O custo humano desse cenário é direto. Entre 2011 e 2023, o crescimento dos gastos com juros (84%) nos países em desenvolvimento superou expressivamente o aumento dos investimentos em saúde (77%) e educação (52%). Na África, a situação é particularmente grave: o gasto médio per capita com juros (70 dólares) foi superior ao destinado à educação (63 dólares) e à saúde (44 dólares). Atualmente, 3,4 bilhões de pessoas vivem em nações onde o serviço da dívida consome mais recursos públicos que os orçamentos de saúde ou educação.

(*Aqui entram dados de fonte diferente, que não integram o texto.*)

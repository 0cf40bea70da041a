use async_trait::async_trait;
use eyre::Result;
use tokio::sync::mpsc;

use crate::config::models::GatewayConfig;

/// Trait for configuration providers that can load and watch for configuration changes.
#[async_trait]
pub trait ConfigProvider: Send + Sync {
    /// Load the current configuration.
    async fn load_config(&self) -> Result<GatewayConfig>;

    /// Return a channel that signals when the configuration has changed.
    /// The receiver should trigger a reload by calling `load_config`.
    fn watch(&self) -> mpsc::Receiver<()>;
}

Diante deste quadro, a UNCTAD defende uma reforma urgente da arquitetura financeira internacional, um tema central na 4ª Conferência Internacional sobre Financiamento para o Desenvolvimento, realizada em Sevilha. As propostas incluem tornar o sistema mais inclusivo, aumentar a liquidez em tempos de crise e criar um mecanismo eficaz para a reestruturação de dívidas que supere as deficiências do atual G20 Common Framework. A organização também preconiza a ampliação do financiamento concessional e da assistência técnica para apoiar os países a gerirem os altos custos do endividamento.
E o Brasil?
O relatório da UNCTAD situa o Brasil como detentor da maior dívida pública da América Latina, estimada em 1,895 trilhão de dólares para 2025. A análise dos dados específicos do país, disponibilizados pela própria organização, revela uma trajetória fiscal em que o serviço da dívida consistentemente consome uma parcela maior das receitas do governo do que as áreas de saúde e educação.

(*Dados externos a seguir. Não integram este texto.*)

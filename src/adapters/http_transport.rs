use std::sync::{Arc, LazyLock};

use async_trait::async_trait;
use axum::body::Body as AxumBody;
use hyper::{Request, Response, Version, header};
use hyper_rustls::HttpsConnector;
use hyper_util::{
    client::legacy::{Client, connect::HttpConnector},
    rt::{TokioExecutor, TokioTimer},
};
use rustls::{
    DigitallySignedStruct, SignatureScheme,
    client::danger::{HandshakeSignatureValid, ServerCertVerified, ServerCertVerifier},
    ClientConfig, RootCertStore,
    crypto::CryptoProvider,
    pki_types::{CertificateDer, ServerName, UnixTime},
};
use rustls_native_certs::load_native_certs;

use crate::ports::transport::{Transport, TransportError, TransportParams, TransportResult};

static SHARED_DEFAULT: LazyLock<Arc<HttpTransport>> =
    LazyLock::new(|| Arc::new(HttpTransport::new(TransportParams::default())));

/// Process-wide crypto provider, installed on first use unless the binary
/// already installed one.
static CRYPTO_PROVIDER: LazyLock<Arc<CryptoProvider>> = LazyLock::new(|| {
    if CryptoProvider::get_default().is_none()
        && rustls::crypto::aws_lc_rs::default_provider()
            .install_default()
            .is_err()
    {
        tracing::debug!("Another crypto provider was installed concurrently");
    }
    CryptoProvider::get_default()
        .cloned()
        .unwrap_or_else(|| Arc::new(rustls::crypto::aws_lc_rs::default_provider()))
});

/// Platform trust roots, read from disk once per process.
static NATIVE_ROOTS: LazyLock<Arc<RootCertStore>> = LazyLock::new(|| {
    let mut root_cert_store = RootCertStore::empty();
    let native_certs = load_native_certs();

    for cert in native_certs.certs {
        if root_cert_store.add(cert).is_err() {
            tracing::warn!("Failed to add native certificate to rustls RootCertStore");
        }
    }
    if !native_certs.errors.is_empty() {
        tracing::warn!(
            "Some native certificates failed to load: {:?}",
            native_certs.errors
        );
    }
    tracing::debug!(roots = root_cert_store.len(), "Loaded native trust roots");
    Arc::new(root_cert_store)
});

/// Pooled HTTP/1.1 client transport using Hyper with Rustls.
///
/// Pool behaviour follows the [`TransportParams`] it was built from:
/// * `idle_connections_per_host` caps idle pooled connections per host, `0`
///   keeps Hyper's default (unbounded)
/// * `close_idle_conns_period` becomes Hyper's `pool_idle_timeout`: each
///   pooled connection is dropped once it sat idle that long. Zero keeps
///   Hyper's default
/// * certificate verification uses the platform roots, loaded once and shared
///   by every transport
/// * `insecure_skip_verify` disables certificate verification entirely
///
/// Response bodies are streamed frame by frame, so `flush_interval` is
/// carried for introspection only.
pub struct HttpTransport {
    client: Client<HttpsConnector<HttpConnector>, AxumBody>,
    params: TransportParams,
    root_store: Option<Arc<RootCertStore>>,
}

impl HttpTransport {
    /// Create a transport from `params`.
    pub fn new(params: TransportParams) -> Self {
        LazyLock::force(&CRYPTO_PROVIDER);

        let mut http_connector = HttpConnector::new();
        http_connector.enforce_http(false);

        let (tls_config, root_store) = if params.insecure_skip_verify {
            tracing::warn!("TLS certificate verification disabled for upstream transport");
            (insecure_tls_config(), None)
        } else {
            let roots = NATIVE_ROOTS.clone();
            (native_tls_config(roots.clone()), Some(roots))
        };

        let https_connector = hyper_rustls::HttpsConnectorBuilder::new()
            .with_tls_config(tls_config)
            .https_or_http()
            .enable_http1()
            .wrap_connector(http_connector);

        let mut builder = Client::builder(TokioExecutor::new());
        builder.pool_timer(TokioTimer::new());
        if params.idle_connections_per_host > 0 {
            builder.pool_max_idle_per_host(params.idle_connections_per_host);
        }
        if !params.close_idle_conns_period.is_zero() {
            builder.pool_idle_timeout(params.close_idle_conns_period);
        }
        let client = builder.build::<_, AxumBody>(https_connector);

        tracing::debug!(
            idle_connections_per_host = params.idle_connections_per_host,
            close_idle_conns_period = ?params.close_idle_conns_period,
            flush_interval = ?params.flush_interval,
            insecure_skip_verify = params.insecure_skip_verify,
            "Created upstream transport"
        );
        Self {
            client,
            params,
            root_store,
        }
    }

    /// Process-wide transport built from default parameters.
    pub fn shared_default() -> Arc<HttpTransport> {
        SHARED_DEFAULT.clone()
    }
}

fn native_tls_config(roots: Arc<RootCertStore>) -> ClientConfig {
    ClientConfig::builder()
        .with_root_certificates(roots)
        .with_no_client_auth()
}

fn insecure_tls_config() -> ClientConfig {
    ClientConfig::builder()
        .dangerous()
        .with_custom_certificate_verifier(Arc::new(NoCertificateVerification(
            CRYPTO_PROVIDER.clone(),
        )))
        .with_no_client_auth()
}

/// Accepts any server certificate. Handshake signatures are still checked
/// so the peer must hold the key of the certificate it presents.
#[derive(Debug)]
struct NoCertificateVerification(Arc<CryptoProvider>);

impl ServerCertVerifier for NoCertificateVerification {
    fn verify_server_cert(
        &self,
        _end_entity: &CertificateDer<'_>,
        _intermediates: &[CertificateDer<'_>],
        _server_name: &ServerName<'_>,
        _ocsp_response: &[u8],
        _now: UnixTime,
    ) -> Result<ServerCertVerified, rustls::Error> {
        Ok(ServerCertVerified::assertion())
    }

    fn verify_tls12_signature(
        &self,
        message: &[u8],
        cert: &CertificateDer<'_>,
        dss: &DigitallySignedStruct,
    ) -> Result<HandshakeSignatureValid, rustls::Error> {
        rustls::crypto::verify_tls12_signature(
            message,
            cert,
            dss,
            &self.0.signature_verification_algorithms,
        )
    }

    fn verify_tls13_signature(
        &self,
        message: &[u8],
        cert: &CertificateDer<'_>,
        dss: &DigitallySignedStruct,
    ) -> Result<HandshakeSignatureValid, rustls::Error> {
        rustls::crypto::verify_tls13_signature(
            message,
            cert,
            dss,
            &self.0.signature_verification_algorithms,
        )
    }

    fn supported_verify_schemes(&self) -> Vec<SignatureScheme> {
        self.0.signature_verification_algorithms.supported_schemes()
    }
}

#[async_trait]
impl Transport for HttpTransport {
    async fn round_trip(&self, req: Request<AxumBody>) -> TransportResult<Response<AxumBody>> {
        if req.uri().host().is_none() {
            tracing::error!("Outgoing URI has no host: {}", req.uri());
            return Err(TransportError::InvalidRequest(
                "Outgoing URI has no host".to_string(),
            ));
        }

        let (mut parts, body) = req.into_parts();
        parts.version = Version::HTTP_11;
        let outgoing_request = Request::from_parts(parts, body);

        let method = outgoing_request.method().clone();
        let uri = outgoing_request.uri().clone();

        match self.client.request(outgoing_request).await {
            Ok(response) => {
                let (mut parts, hyper_body) = response.into_parts();

                // The body is re-framed by the downstream server
                parts.headers.remove(header::TRANSFER_ENCODING);

                Ok(Response::from_parts(parts, AxumBody::new(hyper_body)))
            }
            Err(e) => Err(TransportError::ConnectionError(format!(
                "{method} {uri} failed: {e}"
            ))),
        }
    }

    fn params(&self) -> TransportParams {
        self.params
    }
}

#[cfg(test)]
mod tests {
    use std::time::Duration;

    use super::*;

    #[tokio::test]
    async fn test_transport_keeps_its_params() {
        let params = TransportParams {
            insecure_skip_verify: true,
            flush_interval: Duration::from_millis(100),
            close_idle_conns_period: Duration::from_secs(30),
            idle_connections_per_host: 12,
        };
        let transport = HttpTransport::new(params);
        assert_eq!(transport.params(), params);
    }

    #[tokio::test]
    async fn test_shared_default_is_shared() {
        let first = HttpTransport::shared_default();
        let second = HttpTransport::shared_default();
        assert!(Arc::ptr_eq(&first, &second));
        assert_eq!(first.params(), TransportParams::default());
    }

    #[tokio::test]
    async fn test_transports_share_native_roots() {
        let first = HttpTransport::new(TransportParams::default());
        let second = HttpTransport::new(TransportParams {
            idle_connections_per_host: 4,
            ..TransportParams::default()
        });
        let insecure = HttpTransport::new(TransportParams {
            insecure_skip_verify: true,
            ..TransportParams::default()
        });

        let (Some(a), Some(b)) = (&first.root_store, &second.root_store) else {
            panic!("verifying transports must carry the native roots");
        };
        assert!(Arc::ptr_eq(a, b));
        assert!(Arc::ptr_eq(a, &*NATIVE_ROOTS));
        assert!(insecure.root_store.is_none());
        assert!(CryptoProvider::get_default().is_some());
    }

    #[tokio::test]
    async fn test_round_trip_requires_absolute_uri() {
        let transport = HttpTransport::new(TransportParams::default());
        let req = Request::builder()
            .uri("/relative")
            .body(AxumBody::empty())
            .unwrap();

        let result = transport.round_trip(req).await;
        assert!(matches!(result, Err(TransportError::InvalidRequest(_))));
    }

    #[tokio::test]
    async fn test_round_trip_connection_refused() {
        let listener = std::net::TcpListener::bind("127.0.0.1:0").unwrap();
        let addr = listener.local_addr().unwrap();
        drop(listener);

        let transport = HttpTransport::new(TransportParams::default());
        let req = Request::builder()
            .uri(format!("http://{addr}/"))
            .body(AxumBody::empty())
            .unwrap();

        let result = transport.round_trip(req).await;
        assert!(matches!(result, Err(TransportError::ConnectionError(_))));
    }
}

A comparação anual dos gastos públicos como porcentagem da receita do governo ilustra essa dinâmica. Em 2018, as despesas com juros representavam 12,2% da receita, um patamar já superior aos 10,7% destinados à saúde e aos 8% alocados para a educação. No ano seguinte, em 2019, houve uma leve queda no serviço da dívida, para 11,5%, enquanto saúde (10,5%) e educação (7,9%) mantiveram-se em níveis próximos.
O ano de 2020, marcado pelo início da pandemia, registrou uma forte elevação nos gastos com juros, que saltaram para 13,8% da receita. Em contrapartida, os investimentos em saúde, apesar da crise sanitária, corresponderam a 11,2%, e os de educação, a 7,5%. A divergência se aprofundou em 2021, quando a despesa com juros alcançou 15,1%, o pico do período analisado, ao passo que saúde e educação representaram 10,2% e 7,1% da receita, respectivamente.

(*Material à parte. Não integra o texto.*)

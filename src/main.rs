use std::{net::SocketAddr, sync::Arc, time::Duration};

use axum::{Router as AxumRouter, extract::Request};
use clap::Parser;
use color_eyre::{
    Result,
    eyre::{Context, eyre},
};
use portico::{
    adapters::FileConfigProvider,
    config::{GatewayConfig, GatewayConfigValidator},
    core::GatewayService,
    ports::config_provider::ConfigProvider,
    tracing_setup::{self, LogFormat},
};
use tracing::Instrument;

#[derive(Parser, Debug)]
#[clap(author, version, about)]
struct Args {
    #[clap(subcommand)]
    command: Option<Commands>,

    #[clap(short, long, default_value = "gateway.yaml")]
    config: String,

    /// Log output format
    #[clap(long, value_enum, default_value_t = LogFormat::Json)]
    log_format: LogFormat,

    /// Log filter directive, overrides RUST_LOG (e.g. "portico=debug")
    #[clap(long)]
    log_level: Option<String>,
}

#[derive(Parser, Debug)]
enum Commands {
    /// Validate configuration file
    Validate {
        /// Configuration file to validate
        #[clap(short, long, default_value = "gateway.yaml")]
        config: String,
    },
    /// Start the gateway server (default)
    Serve {
        /// Configuration file to use
        #[clap(short, long, default_value = "gateway.yaml")]
        config: String,
    },
}

#[tokio::main]
async fn main() -> Result<()> {
    color_eyre::install()?;

    let args = Args::parse();

    let config_path = match args.command {
        Some(Commands::Validate { config }) => return validate_config_command(&config).await,
        Some(Commands::Serve { config }) => config,
        None => args.config,
    };

    match (args.log_level.as_deref(), args.log_format) {
        (Some(level), format) => tracing_setup::init_tracing_with_config(level, format, true)?,
        (None, LogFormat::Json) => tracing_setup::init_tracing()?,
        (None, LogFormat::Pretty) => tracing_setup::init_console_tracing()?,
    }

    let provider = rustls::crypto::aws_lc_rs::default_provider();
    if let Err(e) = rustls::crypto::CryptoProvider::install_default(provider) {
        tracing::warn!(
            "CryptoProvider::install_default reported an error: {:?}. A provider was probably installed already.",
            e
        );
    }

    tracing::info!("Loading initial configuration from {config_path}");

    let config_provider: Arc<dyn ConfigProvider> = Arc::new(
        FileConfigProvider::new(&config_path).context("Failed to create config provider")?,
    );

    let initial_config: GatewayConfig = config_provider
        .load_config()
        .await
        .with_context(|| format!("Failed to load initial config from {config_path}"))?;
    log_validation(&initial_config);

    let gateway = Arc::new(GatewayService::from_config(&initial_config));

    spawn_config_watcher(config_provider.clone(), gateway.clone(), config_path.clone());

    let listen_addr: SocketAddr = initial_config
        .listen_addr
        .parse()
        .with_context(|| format!("Invalid listen address: {}", initial_config.listen_addr))?;

    let gateway_for_fallback = gateway.clone();
    let app = AxumRouter::new().fallback(move |req: Request| {
        let gateway = gateway_for_fallback.clone();
        async move { gateway.handle(req).await }
    });

    let listener = tokio::net::TcpListener::bind(listen_addr)
        .await
        .with_context(|| format!("Failed to bind to {listen_addr}"))?;
    tracing::info!("Gateway listening on {listen_addr}");

    axum::serve(
        listener,
        app.into_make_service_with_connect_info::<SocketAddr>(),
    )
    .with_graceful_shutdown(shutdown_signal())
    .await
    .map_err(|e| eyre!("Server error: {e}"))?;

    tracing::info!("Gateway stopped");
    Ok(())
}

/// Reload the route table whenever the provider reports a change.
fn spawn_config_watcher(
    config_provider: Arc<dyn ConfigProvider>,
    gateway: Arc<GatewayService>,
    config_path: String,
) {
    let debounce_duration = Duration::from_secs(2);
    let mut notify_rx = config_provider.watch();

    let span = tracing_setup::configure_component_tracing("config_watcher");
    tokio::spawn(
        async move {
            tracing::info!("Config watcher task started.");

            while notify_rx.recv().await.is_some() {
                // Editors emit bursts of events for one save
                tokio::time::sleep(debounce_duration).await;
                while notify_rx.try_recv().is_ok() {}

                tracing::info!("Attempting to reload configuration from {}", config_path);

                match config_provider.load_config().await {
                    Ok(new_config) => {
                        log_validation(&new_config);
                        let report = gateway.reload(&new_config);
                        tracing::info!(
                            registered = report.registered,
                            failed = report.failed.len(),
                            "Configuration reloaded"
                        );
                    }
                    Err(e) => {
                        tracing::error!(
                            "Failed to reload configuration: {}. Keeping old configuration.",
                            e
                        );
                    }
                }
            }
            tracing::info!("Config watcher task is shutting down.");
        }
        .instrument(span),
    );
}

fn log_validation(config: &GatewayConfig) {
    if let Err(e) = GatewayConfigValidator::validate(config) {
        tracing::warn!("Configuration has issues, affected definitions may be skipped: {}", e);
    }
}

async fn shutdown_signal() {
    let ctrl_c = async {
        if let Err(e) = tokio::signal::ctrl_c().await {
            tracing::error!("Failed to listen for Ctrl+C: {}", e);
            std::future::pending::<()>().await;
        }
    };

    #[cfg(unix)]
    let terminate = async {
        use tokio::signal::unix::{SignalKind, signal};
        match signal(SignalKind::terminate()) {
            Ok(mut sigterm) => {
                sigterm.recv().await;
            }
            Err(e) => {
                tracing::error!("Failed to register SIGTERM handler: {}", e);
                std::future::pending::<()>().await;
            }
        }
    };

    #[cfg(not(unix))]
    let terminate = std::future::pending::<()>();

    tokio::select! {
        _ = ctrl_c => tracing::info!("Received SIGINT (Ctrl+C), initiating graceful shutdown..."),
        _ = terminate => tracing::info!("Received SIGTERM, initiating graceful shutdown..."),
    }
}

async fn validate_config_command(config_path: &str) -> Result<()> {
    println!("Validating configuration file: {config_path}");

    let config = match portico::config::load_config(config_path).await {
        Ok(config) => config,
        Err(e) => {
            eprintln!("❌ Failed to load configuration: {e:#}");
            std::process::exit(1);
        }
    };

    match GatewayConfigValidator::validate(&config) {
        Ok(()) => {
            let active = config.apis.iter().filter(|d| d.active).count();
            println!("✅ Configuration is valid");
            println!("   Listen address: {}", config.listen_addr);
            println!("   Definitions: {} ({} active)", config.apis.len(), active);
            for definition in &config.apis {
                println!(
                    "   - {} {:?} -> {} target(s) [{}]",
                    definition.listen_path,
                    definition.methods,
                    definition.upstreams.targets.len(),
                    definition.upstreams.balancing
                );
            }
            Ok(())
        }
        Err(e) => {
            eprintln!("❌ Configuration validation failed:");
            eprintln!("   {e}");
            std::process::exit(1);
        }
    }
}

Nos anos subsequentes, embora o gasto com juros tenha recuado em relação ao pico de 2021, permaneceu em um nível elevado e sistematicamente acima dos gastos sociais. Em 2022, os juros consumiram 13,2% da receita, contra 10,4% da saúde e 7,2% da educação. Para 2023, os números foram de 13,3% para juros, 10,6% para saúde e 7,4% para educação. A projeção para 2024 indica a manutenção dessa estrutura, com o serviço da dívida respondendo por 13,5% das receitas governamentais, enquanto os gastos projetados para a saúde são de 10,8% e para a educação, de 7,6%.
Essa contínua priorização do pagamento de juros em detrimento de áreas sociais estratégicas reflete a pressão que o endividamento exerce sobre o orçamento brasileiro, limitando a capacidade de investimento do Estado e alinhando o país à tendência observada em grande parte do Sul Global.